京都大学(京大)は9月16日、時間的に変化する量子状態を推定できる「連続適応量子状態推定」を提案、シミュレーションおよび実験で、物理学の限界の精度で推定できることを実証したと発表した。

同成果は、京大大学院工学研究科野原紗季博士課程学生、同・岡本亮准教授、同・竹内繁樹同教授、大阪大学藤原彰夫教授らの共同研究チームによるもの。詳細は、米国際学術誌「Physical Review A」オンライン版に掲載された。

電子や光子といった量子の振る舞いを制御する量子技術の研究が進められており、中でも光子は長距離伝送が可能で、また室温でも量子状態が保存されることから、有力な担体として期待されている。

光子などの量子は、粒であり波である不思議な性質を持つ。そして、人が観測するまでは異なる状態の重ね合わせ状態を取っており、観測されるといずれかの状態として検出される。いわゆる、“シュレーディンガーの猫”である。そのため、1回の観測ではどのような重ね合わせ状態にあるのかはわからない。複数回観測する必要があるが、できるだけ少ない回数で正確に状態を推定することが重要だ。

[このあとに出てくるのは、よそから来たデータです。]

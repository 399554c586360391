// src/core/sanitize.rs

use crate::config::consts::FILE_PREFIX;

pub fn normalize_ws(s: &str) -> String {
    let mut out = String::with_capacity(s.len());
    let mut prev_space = false;
    for ch in s.chars() {
        if ch.is_whitespace() {
            if !prev_space { out.push(' '); prev_space = true; }
        } else { out.push(ch); prev_space = false; }
    }
    out.trim().to_string()
}

/// "Seniority level" -> "seniority_level"
pub fn criterion_key(heading: &str) -> String {
    heading.to_lowercase().replace(' ', "_")
}

/// Output file stem for a location: spaces become `_`, commas are dropped.
pub fn output_stem(location: Option<&str>) -> String {
    let safe: String = location
        .unwrap_or("")
        .trim()
        .replace(' ', "_")
        .chars()
        .filter(|c| *c != ',' && !matches!(c, '/' | '\\' | ':' | '*' | '?' | '"' | '<' | '>' | '|'))
        .collect();
    if safe.is_empty() {
        join!(FILE_PREFIX, "_all")
    } else {
        join!(FILE_PREFIX, "_", &safe)
    }
}

/// Escape a cell for formats that cannot hold embedded newlines.
/// `\` -> `\\`, LF -> `\n`, CR -> `\r`.
pub fn escape_newlines(s: &str) -> String {
    let mut out = String::with_capacity(s.len());
    for ch in s.chars() {
        match ch {
            '\\' => out.push_str("\\\\"),
            '\n' => out.push_str("\\n"),
            '\r' => out.push_str("\\r"),
            _ => out.push(ch),
        }
    }
    out
}

/// Inverse of [`escape_newlines`]. Unknown escapes are kept as written.
pub fn unescape_newlines(s: &str) -> String {
    let mut out = String::with_capacity(s.len());
    let mut chars = s.chars();
    while let Some(ch) = chars.next() {
        if ch != '\\' {
            out.push(ch);
            continue;
        }
        match chars.next() {
            Some('n') => out.push('\n'),
            Some('r') => out.push('\r'),
            Some('\\') => out.push('\\'),
            Some(other) => { out.push('\\'); out.push(other); }
            None => out.push('\\'),
        }
    }
    out
}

研究チームはこれまでに、量子1つひとつの計測結果に応じて毎回測定方法を最適化する適応的な推定方法の「適応量子状態推定」を、光子を用いた実験にて実証していたが、その用途は時間的に変化しない量子状態に限られていたため、生体分子のように時々刻々と変化する対象には用いることができなかったという。

そこで今回の研究では、まず従来の適応量子状態推定を拡張し、時間的に変化する量子状態でも計測することが可能なアルゴリズムが考案された。適応量子状態推定は、過去の光子の測定結果をすべて記録し、その全情報から次の光子の最適な測定手法を決定するというものだ。しかし、これでは古い記録に影響を受けてしまうため、時間的に変化する量子状態を正しく推定することが叶わなかった。

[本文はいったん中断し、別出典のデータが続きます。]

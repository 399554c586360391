// src/specs/search.rs
//! Search-results page: URL construction and listing-id extraction.

use indexmap::IndexMap;
use url::Url;

use crate::config::consts::{PAGE_PARAM, provider_key};
use crate::core::html::{self, attr_of, select_all, select_first};

/// Opaque posting id: the last `:` segment of a listing's entity URN.
pub type ListingId = String;

#[derive(Clone, Debug, Default, PartialEq, Eq)]
pub struct SearchQuery {
    pub keywords: Option<String>,
    pub location: Option<String>,
    pub geo_id: Option<String>,
    /// Logical filter name -> provider codes. Names missing from the
    /// catalog are dropped when the URL is built.
    pub filters: IndexMap<String, Vec<String>>,
    pub page_offset: usize,
}

/// Compose the search URL for `query` on top of `base`.
///
/// Empty `keywords`/`location`/`geoId` are left out. Each recognised filter
/// with values becomes one `key=value` pair per value. `start` is always set.
pub fn build_search_url(base: &Url, query: &SearchQuery) -> Url {
    let mut url = base.clone();
    {
        let mut qs = url.query_pairs_mut();
        qs.clear();

        let optional = [
            ("keywords", &query.keywords),
            ("location", &query.location),
            ("geoId", &query.geo_id),
        ];
        for (key, val) in optional {
            if let Some(v) = val.as_deref().filter(|v| !v.is_empty()) {
                qs.append_pair(key, v);
            }
        }

        for (name, vals) in &query.filters {
            let Some(key) = provider_key(name) else { continue };
            for v in vals {
                qs.append_pair(key, v);
            }
        }

        qs.append_pair(PAGE_PARAM, &query.page_offset.to_string());
    }
    url
}

/// Same URL with `start` set to `offset`; every other pair keeps its place.
pub fn with_page_offset(url: &Url, offset: usize) -> Url {
    let offset = offset.to_string();
    let mut replaced = false;
    let mut pairs: Vec<(String, String)> = url
        .query_pairs()
        .map(|(k, v)| {
            if k == PAGE_PARAM {
                replaced = true;
                (k.into_owned(), offset.clone())
            } else {
                (k.into_owned(), v.into_owned())
            }
        })
        .collect();
    if !replaced {
        pairs.push((s!(PAGE_PARAM), offset));
    }

    let mut out = url.clone();
    out.query_pairs_mut().clear().extend_pairs(pairs);
    out
}

/// Pull listing ids out of one results fragment, in document order.
///
/// Each `<li>` must hold a `div.base-card` with a `data-entity-urn`; items
/// without one, or whose id comes out empty, are skipped.
pub fn parse_listing_ids(fragment: &str) -> Vec<ListingId> {
    let doc = html::parse(fragment);
    let mut ids = Vec::new();
    for li in select_all(doc.root_element(), "li") {
        let Some(card) = select_first(li, "div.base-card") else { continue };
        let Some(urn) = attr_of(card, "data-entity-urn") else { continue };
        let id = urn.rsplit(':').next().unwrap_or("").trim();
        if !id.is_empty() {
            ids.push(id.to_string());
        }
    }
    ids
}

そこで今回は、より直近に測定された光子の情報のみを用いるようアルゴリズムを改造。「連続的量子状態推定」では、時間的に変化する量子状態でも計測できるようにしたという。

そして、改良した結果が有効であることを検証するためのシミュレーションと実験が行われた。直線偏光を持った入力光子の偏光角度を時間的に変化させ、その偏光角度を推定したのである。

従来の適応量子状態推定では、変化に追従することができず、徐々に推定した偏光角度と真の偏光角度の間が大きくなっていってしまっていたという。それに対して連続的量子状態推定では、変化に追従できることが確認されたとした。さらに、推定に用いた光子の個数に対する、理論的な測定精度限界に到達することも実証できたとしている。

今回の連続的量子状態推定により、より少ない個数のサンプルで正確に量子状態を推定することが可能となった。これを用いれば、微弱な信号や、高速な現象を捉えることが可能になるという。そのため、量子コンピュータ内の量子ビットの時間的な変化や、量子暗号の通信路が量子ビットに与える影響の時間的な変化を高速かつ高精度に追跡できるようになることが期待されるという。

さらに、生体計測の分野でも生体分子などから発生される限られた光子から、その状態を読み解けるようになることが期待されるとした。研究チームは今後、生体計測を初めとする、さまざまな研究分野への連続的量子状態推定の応用を目指すとしている。